_Records drawn from a dataset_:
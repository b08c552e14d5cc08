//! User-tunable post-processing of a retained scene.
//!
//! Everything here narrows the per-view masks and works on copies: the
//! scene's confidences are never rewritten, so running the same
//! post-processing twice yields the same masks.

mod clean;
mod sky;

pub use clean::{
    DEFAULT_DEPTH_TOLERANCE, DEFAULT_MAX_BAD_CONF, DepthCleanup, DepthOutliers, clean_confidences,
    clean_depth,
};
pub use sky::{HsvSkySegmenter, SkySegmenter};

use anyhow::{Context, Result, ensure};

use scene_recon_core::{Grid, SceneState};

/// Transient per-view validity masks for one export.
#[derive(Debug, Clone, PartialEq)]
pub struct MaskedGeometry {
    pub masks: Vec<Grid<bool>>,
}

impl MaskedGeometry {
    /// Total number of valid pixels over all views.
    pub fn count(&self) -> usize {
        self.masks.iter().map(|m| m.count()).sum()
    }

    pub fn is_empty(&self) -> bool {
        self.count() == 0
    }
}

/// Masks at the scene's active threshold, optionally after depth cleanup
/// and sky removal.
///
/// # Errors
///
/// Returns an error if the sky segmenter fails or returns a mask whose size
/// does not match its image.
pub fn compute_masks(
    scene: &SceneState,
    clean_depth: Option<DepthCleanup>,
    sky: Option<&dyn SkySegmenter>,
) -> Result<MaskedGeometry> {
    let mut masks = scene.masks();

    if let Some(params) = clean_depth {
        let cleaned = clean::clean_depth(scene, params);
        for (mask, outliers) in masks.iter_mut().zip(&cleaned.outliers) {
            mask.and_not(outliers);
        }
    }

    if let Some(segmenter) = sky {
        for (v, (mask, image)) in masks.iter_mut().zip(scene.images()).enumerate() {
            let sky = segmenter
                .segment(image)
                .with_context(|| format!("sky segmentation failed for view {v}"))?;
            ensure!(
                sky.same_size(mask),
                "sky mask of view {v} is {:?}, image is {:?}",
                sky.size(),
                mask.size()
            );
            mask.and_not(&sky);
        }
    }

    Ok(MaskedGeometry { masks })
}

#[cfg(test)]
mod tests {
    use super::*;
    use crate::test_utils::SyntheticScene;

    struct LeftHalf;

    impl SkySegmenter for LeftHalf {
        fn segment(&self, image: &scene_recon_core::RgbGrid) -> Result<Grid<bool>> {
            let w = image.width();
            Ok(Grid::from_fn(w, image.height(), |x, _| x < w / 2))
        }
    }

    #[test]
    fn sky_only_narrows_the_mask() {
        let mut scene = SyntheticScene::orbit(2, 8, 4).scene().unwrap();
        scene.apply_threshold(1.0);
        let plain = compute_masks(&scene, None, None).unwrap();
        assert_eq!(plain.count(), 2 * 8 * 4);
        let no_sky = compute_masks(&scene, None, Some(&LeftHalf)).unwrap();
        assert_eq!(no_sky.count(), 2 * 4 * 4);
    }

    /// View 0 sits in front of view 1 with lower confidence: all of its
    /// points are depth outliers.
    fn occluding_pair() -> SceneState {
        use scene_recon_core::{Mat4, Pt3, Real};
        let (w, h, f) = (4, 4, 4.0);
        let plane = |z: Real| {
            Grid::from_fn(w, h, |x, y| {
                Pt3::new((x as Real - 2.0) * z / f, (y as Real - 2.0) * z / f, z)
            })
        };
        SceneState::new(
            vec![Grid::filled(w, h, [0u8; 3]); 2],
            vec![plane(1.0), plane(2.0)],
            vec![Grid::filled(w, h, 2.0), Grid::filled(w, h, 5.0)],
            vec![Mat4::identity(); 2],
            vec![f; 2],
        )
        .unwrap()
    }

    #[test]
    fn depth_outliers_are_dropped_at_any_threshold() {
        for threshold in [3.0, 1.0, 0.5] {
            let mut scene = occluding_pair();
            scene.apply_threshold(threshold);
            let plain = compute_masks(&scene, None, None).unwrap();
            assert_eq!(plain.masks[0].count(), 16, "threshold {threshold}");
            let cleaned = compute_masks(&scene, Some(DepthCleanup::default()), None).unwrap();
            assert_eq!(cleaned.masks[0].count(), 0, "threshold {threshold}");
            assert_eq!(cleaned.masks[1].count(), 16, "threshold {threshold}");
        }
    }

    #[test]
    fn repeated_postprocessing_is_stable() {
        let mut scene = SyntheticScene::orbit(3, 8, 6).scene().unwrap();
        scene.apply_threshold(4.0);
        let sky = HsvSkySegmenter::default();
        let a = compute_masks(&scene, Some(DepthCleanup::default()), Some(&sky)).unwrap();
        let b = compute_masks(&scene, Some(DepthCleanup::default()), Some(&sky)).unwrap();
        assert_eq!(a, b);
        assert!(a.count() <= scene.masks().iter().map(|m| m.count()).sum());
    }
}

_Exercise_: All lines above with "plane" in them should be returned.

_Answer to this problem_:
        let plane = |z: Real| {
            vec![plane(1.0), plane(2.0)],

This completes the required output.